◆ Excerpted records:
use std::io;

use thiserror::Error;

pub type AppResult<T> = Result<T, AppError>;
pub type StoreResult<T> = Result<T, StoreError>;

#[derive(Debug, Error)]
pub enum AppError {
    #[error(transparent)]
    Store(#[from] StoreError),
    #[error("a pipeline run is already in progress (held by {owner})")]
    AlreadyRunning { owner: String },
    #[error("run lease '{0}' was lost before the run finished")]
    LeaseLost(String),
    #[error(transparent)]
    Io(#[from] io::Error),
    #[error(transparent)]
    Database(#[from] rusqlite::Error),
    #[error(transparent)]
    Json(#[from] serde_json::Error),
    #[error("{0}")]
    Config(String),
}

/// Failures of the raw or normalized store. `Unavailable` aborts a run,
/// `NotFound` is only ever raised by a dirty-flag update.
#[derive(Debug, Error)]
pub enum StoreError {
    #[error("record {0} does not exist")]
    NotFound(String),
    #[error("store unavailable: {0}")]
    Unavailable(String),
}

impl From<rusqlite::Error> for StoreError {
    fn from(err: rusqlite::Error) -> Self {
        StoreError::Unavailable(err.to_string())
    }
}

/// Per-record transformation failures; these never leave the record loop.
#[derive(Debug, Error, PartialEq)]
pub enum RecordError {
    #[error("malformed payload: {0}")]
    MalformedPayload(String),
    #[error("payload is missing field {0}")]
    MissingField(&'static str),
    #[error("invalid location: {0}")]
    InvalidLocation(String),
}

◆ What you need to do:
The only output should be the lines from the one containing "#[derive(Debug, Error, PartialEq)]" through the final line of the material above, copied exactly.

◆ Response below:
#[derive(Debug, Error, PartialEq)]
pub enum RecordError {
    #[error("malformed payload: {0}")]
    MalformedPayload(String),
    #[error("payload is missing field {0}")]
    MissingField(&'static str),
    #[error("invalid location: {0}")]
    InvalidLocation(String),
}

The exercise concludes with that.